Could the offering ease the housing crisis?

Insurance News

By
Daniel Wood

“I think the way the industry is moving is that there’s becoming a wider recognition that insurers have a role to play and I think that will grow the capacity in the market and not take capacity from others,” said Lance Warner (pictured above), Assetinsure’s executive general manager of strategy and business development.

Warner was explaining to Insurance Business why the investment wing of his insurance company, Correlation Australia Holdings (CAH), recently funded a Sydney-based tech startup venture called Downsizer to the tune of nearly $4 million.

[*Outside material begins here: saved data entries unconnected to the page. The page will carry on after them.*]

//! Error kinds surfaced by the upscaling pipeline.

use thiserror::Error;

/// Failure reported by an inference engine binding.
#[derive(Debug, Clone, Error, PartialEq, Eq)]
pub enum EngineError {
    /// Generic failure inside session creation or execution.
    #[error("inference backend error: {0}")]
    Backend(String),

    /// Failure originating in the accelerator's own buffers or device.
    #[error("gpu error: {0}")]
    Gpu(String),
}

/// Errors that abort an upscaling run.
#[derive(Debug, Error)]
pub enum PipelineError {
    /// Model descriptor is missing required fields or carries invalid values.
    #[error("invalid model descriptor: {}", .fields.join(", "))]
    Validation { fields: Vec<String> },

    /// Pre-built tensor input disagrees with the model.
    #[error("tensor input does not match model: {}", .fields.join(", "))]
    TensorMismatch { fields: Vec<String> },

    /// Image decode capability failed.
    #[error("failed to decode image: {0}")]
    Decode(String),

    /// Image encode capability failed.
    #[error("failed to encode image: {0}")]
    Encode(String),

    /// Caller supplied neither a file nor a correctly dimensioned buffer.
    #[error("invalid input shape: {0}")]
    InvalidInputShape(String),

    #[error("inference failed on chunk {chunk}: {message}")]
    Engine { chunk: usize, message: String },

    /// Accelerator failure; callers may retry on a CPU-only backend.
    #[error("gpu error on chunk {chunk}: {message}")]
    Gpu { chunk: usize, message: String },

    /// Delegated execution context broke the handshake or died.
    #[error("inference worker failed: {0}")]
    Worker(String),

    #[error("upscaling cancelled after {completed} of {total} chunks")]
    Cancelled { completed: usize, total: usize },
}

impl PipelineError {
    pub fn from_engine(chunk: usize, error: EngineError) -> Self {
        match error {
            EngineError::Backend(message) => Self::Engine { chunk, message },
            EngineError::Gpu(message) => Self::Gpu { chunk, message },
        }
    }

    pub fn is_gpu_error(&self) -> bool {
        matches!(self, Self::Gpu { .. })
    }
}
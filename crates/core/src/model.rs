//! Model descriptors: the unvalidated [`ModelSpec`] and the validated [`Model`].

use serde::{Deserialize, Serialize};

use crate::error::PipelineError;
use crate::types::{DataType, Layout};

/// Loosely-typed model description as supplied by a caller or config file.
#[derive(Debug, Clone, Default, PartialEq, Eq, Serialize, Deserialize)]
#[serde(default, rename_all = "camelCase")]
pub struct ModelSpec {
    pub name: Option<String>,
    pub url: Option<String>,
    pub channel: Option<u32>,
    pub data_type: Option<String>,
    pub layout: Option<String>,
    pub tile_size: Option<u32>,
}

/// Validated description of the network a run targets.
#[derive(Debug, Clone, PartialEq, Eq, Serialize)]
#[serde(rename_all = "camelCase")]
pub struct Model {
    pub name: String,
    pub url: String,
    pub channel: usize,
    pub data_type: DataType,
    pub layout: Layout,
    pub tile_size: Option<usize>,
}

impl ModelSpec {
    /// Check every field and build a [`Model`], listing all problems at once.
    pub fn validate(&self) -> Result<Model, PipelineError> {
        let mut fields = Vec::new();

        let url = match self.url.as_deref().map(str::trim) {
            Some(url) if !url.is_empty() => Some(url.to_string()),
            _ => {
                fields.push("url".to_string());
                None
            }
        };

        let channel = match self.channel {
            Some(c @ (3 | 4)) => Some(c as usize),
            Some(other) => {
                fields.push(format!("channel (expected 3 or 4, got {other})"));
                None
            }
            None => {
                fields.push("channel".to_string());
                None
            }
        };

        let data_type = match self.data_type.as_deref() {
            Some(token) => {
                let parsed = DataType::from_token(token);
                if parsed.is_none() {
                    fields.push(format!("dataType (unsupported '{token}')"));
                }
                parsed
            }
            None => {
                fields.push("dataType".to_string());
                None
            }
        };

        let layout = match self.layout.as_deref() {
            Some(token) => {
                let parsed = Layout::parse(token);
                if parsed.is_none() {
                    fields.push(format!("layout (unsupported '{token}')"));
                }
                parsed
            }
            None => {
                fields.push("layout".to_string());
                None
            }
        };

        if self.tile_size == Some(0) {
            fields.push("tileSize (must be positive)".to_string());
        }

        match (url, channel, data_type, layout) {
            (Some(url), Some(channel), Some(data_type), Some(layout)) if fields.is_empty() => {
                let name = self
                    .name
                    .clone()
                    .unwrap_or_else(|| model_name_from_url(&url));
                Ok(Model {
                    name,
                    url,
                    channel,
                    data_type,
                    layout,
                    tile_size: self.tile_size.map(|t| t as usize),
                })
            }
            _ => Err(PipelineError::Validation { fields }),
        }
    }
}

impl Model {
    /// Descriptor for a bare model location: 3-channel float32 NCHW.
    pub fn from_url(url: &str) -> Self {
        Self {
            name: model_name_from_url(url),
            url: url.to_string(),
            channel: 3,
            data_type: DataType::Float32,
            layout: Layout::NCHW,
            tile_size: None,
        }
    }

    /// Parse a path shaped like `.../{channel}/{dataType}/{layout}/{name}.onnx`.
    pub fn from_formatted_path(path: &str) -> Result<Self, PipelineError> {
        let segments: Vec<&str> = path
            .split(['/', '\\'])
            .filter(|segment| !segment.is_empty())
            .collect();

        let l = segments.len();
        let file = segments.last().copied().unwrap_or_default();
        if l < 4 || !file.to_ascii_lowercase().ends_with(".onnx") {
            return Err(PipelineError::Validation {
                fields: vec![format!(
                    "url ('{path}' is not shaped like <channel>/<dataType>/<layout>/<name>.onnx)"
                )],
            });
        }

        let spec = ModelSpec {
            name: Some(file[..file.len() - ".onnx".len()].to_string()),
            url: Some(path.to_string()),
            channel: segments[l - 4].parse().ok(),
            data_type: Some(segments[l - 3].to_string()),
            layout: Some(segments[l - 2].to_ascii_uppercase()),
            tile_size: None,
        };

        if spec.channel.is_none() {
            return Err(PipelineError::Validation {
                fields: vec![format!("channel ('{}' is not a number)", segments[l - 4])],
            });
        }

        spec.validate()
    }

    pub fn with_tile_size(mut self, tile_size: Option<usize>) -> Self {
        self.tile_size = tile_size.filter(|t| *t > 0);
        self
    }

    /// Dimension vector of a `height x width` chunk under this model's layout.
    pub fn chunk_dims(&self, height: usize, width: usize) -> [usize; 4] {
        self.layout.dims(1, self.channel, height, width)
    }
}

fn model_name_from_url(url: &str) -> String {
    let file = url.rsplit(['/', '\\']).next().unwrap_or(url);
    file.strip_suffix(".onnx")
        .or_else(|| file.strip_suffix(".ONNX"))
        .unwrap_or(file)
        .to_string()
}

#[cfg(test)]
mod tests {
    use super::*;

    fn full_spec() -> ModelSpec {
        ModelSpec {
            name: None,
            url: Some("models/4x-real.onnx".to_string()),
            channel: Some(3),
            data_type: Some("float32".to_string()),
            layout: Some("nchw".to_string()),
            tile_size: None,
        }
    }

    #[test]
    fn test_validate_complete_spec() {
        let model = full_spec().validate().expect("spec should validate");
        assert_eq!(model.name, "4x-real");
        assert_eq!(model.channel, 3);
        assert_eq!(model.data_type, DataType::Float32);
        assert_eq!(model.layout, Layout::NCHW);
        assert_eq!(model.tile_size, None);
    }

    #[test]
    fn test_validate_lists_every_missing_field() {
        let err = ModelSpec::default().validate().expect_err("empty spec must fail");
        match err {
            PipelineError::Validation { fields } => {
                assert_eq!(fields, vec!["url", "channel", "dataType", "layout"]);
            }
            other => panic!("expected validation error, got {other:?}"),
        }
    }

    #[test]
    fn test_tile_size_is_optional_but_positive() {
        let mut spec = full_spec();
        spec.tile_size = Some(64);
        assert_eq!(spec.validate().expect("valid").tile_size, Some(64));

        spec.tile_size = Some(0);
        let err = spec.validate().expect_err("zero tile must fail");
        assert!(err.to_string().contains("tileSize"));
    }

    #[test]
    fn test_validate_rejects_bad_values() {
        let mut spec = full_spec();
        spec.channel = Some(1);
        spec.layout = Some("NCHX".to_string());
        let err = spec.validate().expect_err("should fail");
        let msg = err.to_string();
        assert!(msg.contains("channel (expected 3 or 4, got 1)"), "{msg}");
        assert!(msg.contains("layout (unsupported 'NCHX')"), "{msg}");
    }

    #[test]
    fn test_from_formatted_path() {
        let model = Model::from_formatted_path("/static/model/4/float16/nhwc/my-model_x2.onnx")
            .expect("formatted path should parse");
        assert_eq!(model.name, "my-model_x2");
        assert_eq!(model.channel, 4);
        assert_eq!(model.data_type, DataType::Float16);
        assert_eq!(model.layout, Layout::NHWC);
    }

    #[test]
    fn test_from_formatted_path_windows_separators() {
        let model = Model::from_formatted_path(r"static\model\3\float32\NCHW\x4.onnx")
            .expect("backslash path should parse");
        assert_eq!(model.channel, 3);
        assert_eq!(model.layout, Layout::NCHW);
    }

    #[test]
    fn test_from_formatted_path_rejects_short_paths() {
        assert!(Model::from_formatted_path("model.onnx").is_err());
        assert!(Model::from_formatted_path("x/float32/NCHW/m.onnx").is_err());
        assert!(Model::from_formatted_path("3/float32/NCHW/m.bin").is_err());
    }

    #[test]
    fn test_from_url_defaults() {
        let model = Model::from_url("https://example.com/m/ClearReality.onnx");
        assert_eq!(model.name, "ClearReality");
        assert_eq!(model.channel, 3);
        assert_eq!(model.data_type, DataType::Float32);
        assert_eq!(model.layout, Layout::NCHW);
    }

    #[test]
    fn test_spec_deserializes_camel_case() {
        let spec: ModelSpec = serde_json::from_str(
            r#"{"url":"m.onnx","channel":4,"dataType":"uint8","layout":"NHWC","tileSize":32}"#,
        )
        .expect("spec json should parse");
        let model = spec.validate().expect("valid");
        assert_eq!(model.tile_size, Some(32));
        assert_eq!(model.chunk_dims(10, 20), [1, 10, 20, 4]);
    }
}
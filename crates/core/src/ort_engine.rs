//! ONNX Runtime binding of the engine contract.

use std::fmt::{Debug, Display};
use std::path::{Path, PathBuf};

use half::f16;
use ort::{session::Session, tensor::PrimitiveTensorElementType, value::Tensor};
use tracing::debug;

use crate::backend::{build_session, InferenceBackend, SessionConfig};
use crate::engine::{EngineTensor, HostTensor, InferenceEngine, InferenceSession};
use crate::error::EngineError;
use crate::model::Model;
use crate::types::{DataType, Layout, TensorBuffer};

/// Substrings that mark a failure as coming from the accelerator.
const GPU_ERROR_MARKERS: &[&str] = &["gpubuffer", "cuda", "cudnn", "cublas", "tensorrt", "gpu"];

/// Opens one ORT session per chunk on the configured backend.
#[derive(Debug, Clone)]
pub struct OrtEngine {
    backend: InferenceBackend,
    trt_cache_dir: Option<PathBuf>,
}

impl OrtEngine {
    pub fn new(backend: InferenceBackend) -> Self {
        Self {
            backend,
            trt_cache_dir: None,
        }
    }

    pub fn with_trt_cache_dir(mut self, dir: Option<PathBuf>) -> Self {
        self.trt_cache_dir = dir;
        self
    }

    pub fn backend(&self) -> InferenceBackend {
        self.backend
    }
}

impl InferenceEngine for OrtEngine {
    type Session = OrtSession;

    fn create_session(&mut self, model: &Model) -> Result<OrtSession, EngineError> {
        let config = SessionConfig {
            model_path: Path::new(&model.url),
            backend: self.backend,
            trt_cache_dir: self.trt_cache_dir.as_deref(),
        };
        let session = build_session(&config).map_err(|e| classify_error(format!("{e:#}")))?;

        let input_name = session
            .inputs()
            .first()
            .map(|input| input.name().to_string())
            .ok_or_else(|| EngineError::Backend(format!("model {} declares no inputs", model.name)))?;
        let output_name = session
            .outputs()
            .first()
            .map(|output| output.name().to_string())
            .ok_or_else(|| EngineError::Backend(format!("model {} declares no outputs", model.name)))?;

        debug!(%input_name, %output_name, backend = %self.backend, "Session opened");

        Ok(OrtSession {
            session,
            layout: model.layout,
            input_name,
            output_name,
        })
    }
}

pub struct OrtSession {
    session: Session,
    layout: Layout,
    input_name: String,
    output_name: String,
}

impl InferenceSession for OrtSession {
    type Output = HostTensor;

    fn run(&mut self, input: EngineTensor) -> Result<HostTensor, EngineError> {
        let dims = input.dims;
        let is_half = input.data_type == DataType::Float16;
        let (data, out_dims) = match input.data {
            TensorBuffer::F32(values) if is_half => {
                let halves: Vec<f16> = values.into_iter().map(f16::from_f32).collect();
                let (out, out_dims) = self.run_typed(halves, dims)?;
                (TensorBuffer::F32(out.into_iter().map(f16::to_f32).collect()), out_dims)
            }
            TensorBuffer::F32(values) => {
                let (out, d) = self.run_typed(values, dims)?;
                (TensorBuffer::F32(out), d)
            }
            TensorBuffer::F64(values) => {
                let (out, d) = self.run_typed(values, dims)?;
                (TensorBuffer::F64(out), d)
            }
            TensorBuffer::I8(values) => {
                let (out, d) = self.run_typed(values, dims)?;
                (TensorBuffer::I8(out), d)
            }
            TensorBuffer::U8(values) => {
                let (out, d) = self.run_typed(values, dims)?;
                (TensorBuffer::U8(out), d)
            }
            TensorBuffer::U16(values) => {
                let (out, d) = self.run_typed(values, dims)?;
                (TensorBuffer::U16(out), d)
            }
            TensorBuffer::I32(values) => {
                let (out, d) = self.run_typed(values, dims)?;
                (TensorBuffer::I32(out), d)
            }
            TensorBuffer::U32(values) => {
                let (out, d) = self.run_typed(values, dims)?;
                (TensorBuffer::U32(out), d)
            }
        };

        Ok(HostTensor::new(data, out_dims, self.layout))
    }

    fn release(self) {
        debug!(input = %self.input_name, "Session released");
        drop(self.session);
    }
}

impl OrtSession {
    fn run_typed<T>(&mut self, values: Vec<T>, dims: [usize; 4]) -> Result<(Vec<T>, [usize; 4]), EngineError>
    where
        T: PrimitiveTensorElementType + Debug + Clone + 'static,
    {
        let array = ndarray::ArrayD::from_shape_vec(ndarray::IxDyn(&dims), values)
            .map_err(|e| EngineError::Backend(format!("input does not fit {dims:?}: {e}")))?;
        let tensor = Tensor::from_array(array).map_err(classify_error)?;

        let outputs = self
            .session
            .run(ort::inputs![self.input_name.as_str() => &tensor])
            .map_err(classify_error)?;
        let view = outputs[self.output_name.as_str()]
            .try_extract_array::<T>()
            .map_err(classify_error)?;

        let shape: [usize; 4] = view.shape().try_into().map_err(|_| {
            EngineError::Backend(format!("expected a 4-d output, got shape {:?}", view.shape()))
        })?;
        Ok((view.iter().cloned().collect(), shape))
    }
}

/// Sort an engine failure into accelerator or generic backend errors.
pub fn classify_error(error: impl Display) -> EngineError {
    let message = error.to_string();
    let lower = message.to_ascii_lowercase();
    if GPU_ERROR_MARKERS.iter().any(|marker| lower.contains(marker)) {
        EngineError::Gpu(message)
    } else {
        EngineError::Backend(message)
    }
}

That venture involves Downsizer’s digital platform facilitating access to a bond provided by Deposit Power. That firm is already part of the same constellation of insurance-related companies as Sydney-headquartered Assetinsure.

Target market: retirees

According to Warner, this new type of surety bond offering, launched in March, aims to overcome the financial hassles and impediments that confront retirees who want to downsize.

“If you are a retiree and you’ve got a valuable property which is now too big for you and you’re looking at investing in a retirement village but you don’t have the cash to fund your deposit, you would approach Downsizer,” he said.

Downsizer would then partner with Deposit Power to issue the surety bond.

“This allows you to pay your deposit without actually drawing any cash out of your property and it allows you not to miss the opportunity,” said Warner.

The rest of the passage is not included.